### What is required
Identify and copy all lines of the material where the string "units" is found.

### Extracted material
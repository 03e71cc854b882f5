//! Randomised checks that the signature paths are sound accelerations.
//!
//! On any formula, a signed run and a plain run of the same technique must
//! report the same verdict counts: a signature certificate may settle a check
//! early, never differently.

use rand::{rngs::StdRng, Rng, SeedableRng};

use stoat_prep::{
    config::{Config, Technique},
    context::Context,
    structures::{
        atom::Atom,
        literal::{CLiteral, Literal},
    },
};

const TECHNIQUES: [Technique; 3] = [Technique::Subsume, Technique::Block, Technique::Elim];

fn random_formula(rng: &mut StdRng, atom_ceiling: Atom, clause_count: usize) -> Vec<Vec<CLiteral>> {
    let mut formula = Vec::with_capacity(clause_count);

    for _ in 0..clause_count {
        let size = rng.random_range(2..=5);
        let mut clause: Vec<CLiteral> = Vec::with_capacity(size);

        while clause.len() < size {
            let atom = rng.random_range(1..=atom_ceiling);
            if clause.iter().any(|l| l.atom() == atom) {
                continue;
            }
            clause.push(CLiteral::new(atom, rng.random_bool(0.5)));
        }
        formula.push(clause);
    }

    formula
}

/// The verdict counts of one pass: blocked, eliminated, subsumed, strengthened.
fn verdicts(
    technique: Technique,
    signatures: bool,
    formula: &[Vec<CLiteral>],
) -> (usize, usize, usize, usize) {
    let mut config = Config::default();
    config.technique = technique;
    config.signatures = signatures;
    // Small enough for random formulas to cross occasionally.
    config.elim.bound = 4;

    let mut the_context = Context::from_config(config);
    for clause in formula {
        assert!(the_context.add_clause(clause.clone()).is_ok());
    }

    the_context.simplify();
    assert!(the_context.marks.clear_of_marks());

    (
        the_context.counters.blocked_clauses,
        the_context.counters.eliminated_atoms,
        the_context.counters.subsumed_clauses,
        the_context.counters.strengthened_clauses,
    )
}

fn verdicts_agree(atom_ceiling: Atom, clause_count: usize) {
    for seed in 0..12 {
        let mut rng = StdRng::seed_from_u64(seed);
        let formula = random_formula(&mut rng, atom_ceiling, clause_count);

        for technique in TECHNIQUES {
            let plain = verdicts(technique, false, &formula);
            let signed = verdicts(technique, true, &formula);
            assert_eq!(plain, signed, "{technique:?} diverged on seed {seed}");
        }
    }
}

// A dense atom range, so subsumption and tautological resolvents are common.
#[test]
fn signed_and_plain_verdicts_agree_on_dense_formulas() {
    verdicts_agree(12, 40);
}

// Atoms beyond 64, so signature buckets collide and the collision bits carry
// the certificates.
#[test]
fn signed_and_plain_verdicts_agree_across_bucket_collisions() {
    verdicts_agree(150, 60);
}

#[test]
fn signed_runs_are_deterministic() {
    let mut rng = StdRng::seed_from_u64(7);
    let formula = random_formula(&mut rng, 30, 50);

    for technique in TECHNIQUES {
        let first = verdicts(technique, true, &formula);
        let second = verdicts(technique, true, &formula);
        assert_eq!(first, second);
    }
}
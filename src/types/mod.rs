//! Assorted types.

pub mod err;
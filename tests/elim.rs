use stoat_prep::{
    config::{Config, Technique},
    context::Context,
    structures::{
        atom::Atom,
        literal::{CLiteral, Literal},
    },
};

fn elim_context(config: Config, clauses: &[&[isize]]) -> Context {
    let mut the_context = Context::from_config(config);

    for clause in clauses {
        let literals: Vec<CLiteral> = clause
            .iter()
            .map(|l| CLiteral::new(l.unsigned_abs() as Atom, l.is_positive()))
            .collect();
        assert!(the_context.add_clause(literals).is_ok());
    }

    the_context
}

fn eliminated_count(signatures: bool, bound: usize, clauses: &[&[isize]]) -> usize {
    let mut config = Config::default();
    config.technique = Technique::Elim;
    config.signatures = signatures;
    config.elim.bound = bound;

    let mut the_context = elim_context(config, clauses);
    the_context.simplify();

    assert!(the_context.marks.clear_of_marks());
    the_context.counters.eliminated_atoms
}

// Every resolvent of the two halves is tautological, so each atom is
// eliminable with no slack at all.
#[test]
fn all_resolvents_tautological() {
    let formula: &[&[isize]] = &[&[1, 2, 3], &[1, 2, 3], &[-1, -2, -3], &[-1, -2, -3]];
    assert_eq!(eliminated_count(false, 0, formula), 3);
    assert_eq!(eliminated_count(true, 0, formula), 3);
}

// Atom 1 has 2 x 3 non-tautological resolvents against 5 occurrences, so it
// is eliminable with slack 1 and not with slack 0.
// Every other atom is pure, and pure atoms are not candidates.
#[test]
fn bound_is_exact() {
    let formula: &[&[isize]] = &[&[1, 2], &[1, 3], &[-1, 4], &[-1, 5], &[-1, 6]];
    assert_eq!(eliminated_count(false, 0, formula), 0);
    assert_eq!(eliminated_count(true, 0, formula), 0);
    assert_eq!(eliminated_count(false, 1, formula), 1);
    assert_eq!(eliminated_count(true, 1, formula), 1);
}

#[test]
fn pure_atoms_are_not_candidates() {
    assert_eq!(eliminated_count(false, 16, &[&[1, 2], &[1, 3]]), 0);
}

#[test]
fn over_cap_occurrence_lists_are_skipped() {
    let mut config = Config::default();
    config.technique = Technique::Elim;
    config.elim.max_occurrences = 1;

    // Atom 1 occurs twice positively, over the cap.
    let mut the_context = elim_context(config, &[&[1, 2], &[1, 3], &[-1, 2]]);
    the_context.simplify();
    assert_eq!(the_context.counters.eliminated_atoms, 0);
}

// With signatures the all-tautological pairs are ambiguous (the signatures
// overlap outside the pivot) and reach the literal level; the disjoint pairs
// of the second formula never do.
#[test]
fn signatures_settle_disjoint_pairs() {
    let mut config = Config::default();
    config.technique = Technique::Elim;
    config.signatures = true;

    let mut the_context = elim_context(config, &[&[1, 2], &[1, 3], &[-1, 4], &[-1, 5], &[-1, 6]]);
    the_context.simplify();
    assert_eq!(the_context.counters.elim_signature_hits, 6);
    assert_eq!(the_context.counters.elim_resolvents, 0);
}

// A mix within one positive occurrence list: (1 2) x (-1 2 4) shares atom 2
// outside the pivot and so needs a literal check, while the other three
// pairs are certified by signature alone.
#[test]
fn ambiguous_and_certified_pairs_mix() {
    let formula: &[&[isize]] = &[&[1, 2], &[1, 3], &[-1, 2, 4], &[-1, 5]];

    let mut config = Config::default();
    config.technique = Technique::Elim;
    config.signatures = true;

    let mut the_context = elim_context(config, formula);
    the_context.simplify();

    assert_eq!(the_context.counters.eliminated_atoms, 1);
    assert_eq!(the_context.counters.elim_signature_hits, 3);
    assert_eq!(the_context.counters.elim_resolvents, 1);
    assert!(the_context.marks.clear_of_marks());

    // The plain run reaches the same verdict, checking every pair.
    assert_eq!(eliminated_count(false, 16, formula), 1);
}

#[test]
fn literal_checks_are_counted() {
    let mut config = Config::default();
    config.technique = Technique::Elim;

    let mut the_context = elim_context(config, &[&[1, 2], &[1, 3], &[-1, 4], &[-1, 5], &[-1, 6]]);
    the_context.simplify();
    assert_eq!(the_context.counters.elim_resolvents, 6);
}
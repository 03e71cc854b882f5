use stoat_prep::config::{Config, Technique};

/// Parse CLI arguments to a [Config] struct.
///
/// If an unrecognised argument or invalid option is found a message is sent and the process is terminated.
pub fn parse_args(args: &[String], cfg: &mut Config) {
    'arg_examination: for arg in args.iter().skip(1).rev().skip(1) {
        let mut split = arg.split("=");
        match split.next() {
            Some("--signatures") => {
                println!("c Signature-accelerated checks enabled.");
                cfg.signatures = true;
            }

            // The remaining cases follow a common template.
            // If a value is present and may be parsed appropriately, the config is updated.
            // Otherwise, a message is sent.
            Some("--technique") => {
                if let Some(request) = split.next() {
                    if let Ok(value) = request.parse::<Technique>() {
                        println!("c technique set to: {value:?}");
                        cfg.technique = value;
                        continue 'arg_examination;
                    }
                }

                println!("technique requires one of: subsume, block, elim");
                std::process::exit(1);
            }

            Some("--elim_bound") => {
                if let Some(request) = split.next() {
                    if let Ok(value) = request.parse::<usize>() {
                        println!("c elim_bound set to: {value}");
                        cfg.elim.bound = value;
                        continue 'arg_examination;
                    }
                }

                println!("elim_bound requires a non-negative integer");
                std::process::exit(1);
            }

            Some("--max_clause_size") => {
                if let Some(request) = split.next() {
                    if let Ok(value) = request.parse::<usize>() {
                        println!("c max_clause_size set to: {value}");
                        cfg.block.max_clause_size = value;
                        cfg.elim.max_clause_size = value;
                        cfg.subsume.max_clause_size = value;
                        continue 'arg_examination;
                    }
                }

                println!("max_clause_size requires a non-negative integer");
                std::process::exit(1);
            }

            Some("--max_occurrences") => {
                if let Some(request) = split.next() {
                    if let Ok(value) = request.parse::<usize>() {
                        println!("c max_occurrences set to: {value}");
                        cfg.block.max_occurrences = value;
                        cfg.elim.max_occurrences = value;
                        continue 'arg_examination;
                    }
                }

                println!("max_occurrences requires a non-negative integer");
                std::process::exit(1);
            }

            Some(unknown) => {
                println!("Unrecognised argument: {unknown}");
                std::process::exit(1);
            }

            None => {}
        }
    }
}
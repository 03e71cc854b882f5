use stoat_prep::{
    config::{Config, Technique},
    context::Context,
    structures::{
        atom::Atom,
        literal::{CLiteral, Literal},
    },
};

fn subsume_context(config: Config, clauses: &[&[isize]]) -> Context {
    let mut the_context = Context::from_config(config);

    for clause in clauses {
        let literals: Vec<CLiteral> = clause
            .iter()
            .map(|l| CLiteral::new(l.unsigned_abs() as Atom, l.is_positive()))
            .collect();
        assert!(the_context.add_clause(literals).is_ok());
    }

    the_context
}

fn pass_counts(signatures: bool, clauses: &[&[isize]]) -> (usize, usize) {
    let mut config = Config::default();
    config.technique = Technique::Subsume;
    config.signatures = signatures;

    let mut the_context = subsume_context(config, clauses);
    the_context.simplify();

    assert!(the_context.marks.clear_of_marks());
    (
        the_context.counters.subsumed_clauses,
        the_context.counters.strengthened_clauses,
    )
}

#[test]
fn a_subset_subsumes() {
    assert_eq!(pass_counts(false, &[&[1, 2, 3], &[1, 2]]), (1, 0));
    assert_eq!(pass_counts(true, &[&[1, 2, 3], &[1, 2]]), (1, 0));
}

// (1 2) resolves with (-1 2 3) on atom 1 to (2 3), a strict subset, so the
// larger clause could drop -1.
#[test]
fn a_near_subset_strengthens() {
    assert_eq!(pass_counts(false, &[&[1, 2], &[-1, 2, 3]]), (0, 1));
    assert_eq!(pass_counts(true, &[&[1, 2], &[-1, 2, 3]]), (0, 1));
}

#[test]
fn disjoint_clauses_are_unrelated() {
    assert_eq!(pass_counts(false, &[&[1, 2], &[3, 4, 5]]), (0, 0));
}

// Two literals would have to be dropped, which is no longer strengthening.
#[test]
fn doubly_negated_clauses_are_unrelated() {
    assert_eq!(pass_counts(false, &[&[-1, -2], &[1, 2, 3]]), (0, 0));
    assert_eq!(pass_counts(true, &[&[-1, -2], &[1, 2, 3]]), (0, 0));
}

// Candidates are scheduled smallest first, so the verdict does not depend on
// the order clauses were added.
#[test]
fn verdicts_ignore_store_order() {
    assert_eq!(pass_counts(false, &[&[1, 2], &[1, 2, 3]]), (1, 0));
    assert_eq!(pass_counts(false, &[&[1, 2, 3], &[1, 2]]), (1, 0));
}

#[test]
fn oversized_candidates_are_skipped() {
    let mut config = Config::default();
    config.technique = Technique::Subsume;
    config.subsume.max_clause_size = 3;

    let mut the_context = subsume_context(config, &[&[1, 2], &[1, 2, 3, 4]]);
    the_context.simplify();
    assert_eq!(the_context.counters.subsumed_clauses, 0);
    assert_eq!(the_context.counters.strengthened_clauses, 0);
}

// A chain: (1 2) subsumes both larger clauses, each settled once.
#[test]
fn each_candidate_is_settled_once() {
    let formula: &[&[isize]] = &[&[1, 2, 3, 4], &[1, 2], &[1, 2, 3]];
    assert_eq!(pass_counts(false, formula), (2, 0));
    assert_eq!(pass_counts(true, formula), (2, 0));
}
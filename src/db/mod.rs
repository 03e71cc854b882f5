//! Databases for holding the formula and the transient per-technique structures.
//!
//! - The [clause database](crate::db::clause) owns every stored clause, and hands out [keys](ClauseKey) to them.
//! - [Occurrence lists](crate::db::occurrence) map literals to the (keys of) clauses containing them, and are rebuilt by each technique.
//! - [Marks](crate::db::marks) are the transient ternary per-literal marks shared by every technique.

mod keys;
pub use keys::{ClauseKey, FormulaIndex};

pub mod clause;
pub mod marks;
pub mod occurrence;
//! Structures, in the abstract sense --- atoms, literals, and clauses.
//!
//! The canonical representations are lightweight: an atom is an integer, a literal pairs an atom with a polarity, and a clause is a vector of literals.
//! Stored clauses gain additional structure (notably a signature) and live in the [clause database](crate::db::clause).

pub mod atom;
pub mod clause;
pub mod literal;
use std::io::BufRead;

use crate::{
    builder::ClauseOk,
    context::Context,
    misc::log::targets::{self},
    structures::{
        atom::Atom,
        clause::CClause,
        literal::{CLiteral, Literal},
    },
    types::err::{self, ErrorKind},
};

/// A summary of a parse, returned on success.
#[derive(Clone, Copy, Debug, Default, PartialEq, Eq)]
pub struct ParserInfo {
    /// The atom count declared by the preamble.
    pub expected_atoms: usize,

    /// The clause count declared by the preamble.
    pub expected_clauses: usize,

    /// Non-unit clauses stored.
    pub added_clauses: usize,

    /// Clauses diverted to the unit list.
    pub unit_clauses: usize,

    /// Clauses dropped as tautologies.
    pub tautologies: usize,
}

impl Context {
    /// Reads a DIMACS representation of a formula into the context.
    ///
    /// A `p cnf <atoms> <clauses>` preamble is required, and the clauses found must match the count declared --- fewer or more are both an error, as either way the formula seen would differ from the formula described.
    /// On any error no part of the read should be used, and no technique should be run.
    ///
    /// ```rust
    /// # use stoat_prep::config::Config;
    /// # use stoat_prep::context::Context;
    /// # use std::io::Write;
    /// let mut the_context = Context::from_config(Config::default());
    ///
    /// let mut dimacs = vec![];
    /// let _ = dimacs.write(b"
    /// p cnf 4 3
    ///  1  2 0
    /// -1  2 -3 0
    ///  3 -4 0
    /// ");
    ///
    /// let info = the_context.read_dimacs(dimacs.as_slice()).unwrap();
    /// assert_eq!(info.added_clauses, 3);
    /// ```
    pub fn read_dimacs(&mut self, mut reader: impl BufRead) -> Result<ParserInfo, ErrorKind> {
        let mut info = ParserInfo::default();
        let mut buffer = String::with_capacity(1024);
        let mut line_counter = 0;

        // First phase, read until a preamble is found.
        let mut preamble_found = false;
        'preamble_loop: loop {
            match reader.read_line(&mut buffer) {
                Ok(0) => break 'preamble_loop,
                Ok(_) => line_counter += 1,
                Err(_) => return Err(ErrorKind::from(err::ParseError::Line(line_counter))),
            }

            match buffer.chars().find(|c| !c.is_whitespace()) {
                None | Some('c') => {
                    buffer.clear();
                    continue 'preamble_loop;
                }

                Some('p') => {
                    let mut problem_details = buffer.split_whitespace();
                    if problem_details.next() != Some("p") || problem_details.next() != Some("cnf")
                    {
                        return Err(ErrorKind::from(err::ParseError::ProblemSpecification));
                    }

                    info.expected_atoms = match problem_details.next().map(str::parse) {
                        Some(Ok(count)) => count,
                        _ => return Err(ErrorKind::from(err::ParseError::ProblemSpecification)),
                    };

                    info.expected_clauses = match problem_details.next().map(str::parse) {
                        Some(Ok(count)) => count,
                        _ => return Err(ErrorKind::from(err::ParseError::ProblemSpecification)),
                    };

                    buffer.clear();
                    preamble_found = true;
                    break 'preamble_loop;
                }

                Some(_) => return Err(ErrorKind::from(err::ParseError::MissingPreamble)),
            }
        }

        if !preamble_found {
            return Err(ErrorKind::from(err::ParseError::MissingPreamble));
        }

        self.clause_db.ensure_atom_ceiling(info.expected_atoms as Atom);

        // Second phase, read clauses until the formula ends.
        let mut clause_buffer: CClause = Vec::default();
        let mut clause_counter = 0;

        'formula_loop: loop {
            match reader.read_line(&mut buffer) {
                Ok(0) => break 'formula_loop,
                Ok(_) => line_counter += 1,
                Err(_) => return Err(ErrorKind::from(err::ParseError::Line(line_counter))),
            }

            match buffer.chars().next() {
                Some('%') => break 'formula_loop,
                Some('c') => {}

                _ => {
                    for item in buffer.split_whitespace() {
                        match item {
                            "0" => {
                                clause_counter += 1;
                                let the_clause = std::mem::take(&mut clause_buffer);

                                if the_clause.is_empty() {
                                    log::warn!(target: targets::PARSE, "Empty clause on line {line_counter}");
                                    continue;
                                }

                                let units = self.clause_db.unit_clauses().len();
                                match self.add_clause(the_clause)? {
                                    ClauseOk::Tautology => info.tautologies += 1,
                                    ClauseOk::Added => {
                                        if self.clause_db.unit_clauses().len() > units {
                                            info.unit_clauses += 1;
                                        } else {
                                            info.added_clauses += 1;
                                        }
                                    }
                                }
                            }

                            _ => {
                                let parsed_int = match item.parse::<isize>() {
                                    Ok(int) => int,
                                    Err(_) => {
                                        return Err(ErrorKind::from(err::ParseError::Line(
                                            line_counter,
                                        )))
                                    }
                                };

                                let atom = parsed_int.unsigned_abs();
                                if atom == 0 || atom > info.expected_atoms {
                                    return Err(ErrorKind::from(err::ParseError::AtomOutOfRange(
                                        parsed_int,
                                    )));
                                }

                                let the_literal =
                                    CLiteral::new(atom as Atom, parsed_int.is_positive());
                                clause_buffer.push(the_literal);
                            }
                        }
                    }
                }
            }

            buffer.clear();
        }

        if clause_counter != info.expected_clauses {
            log::warn!(target: targets::PARSE,
                "Found {clause_counter} clauses, expected {}", info.expected_clauses);
            return Err(ErrorKind::from(err::ParseError::ClauseCount {
                expected: info.expected_clauses,
                found: clause_counter,
            }));
        }

        log::info!(target: targets::PARSE,
            "Read {} clauses over {} atoms", clause_counter, info.expected_atoms);
        Ok(info)
    }
}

### Your response
                                let units = self.clause_db.unit_clauses().len();
                                        if self.clause_db.unit_clauses().len() > units {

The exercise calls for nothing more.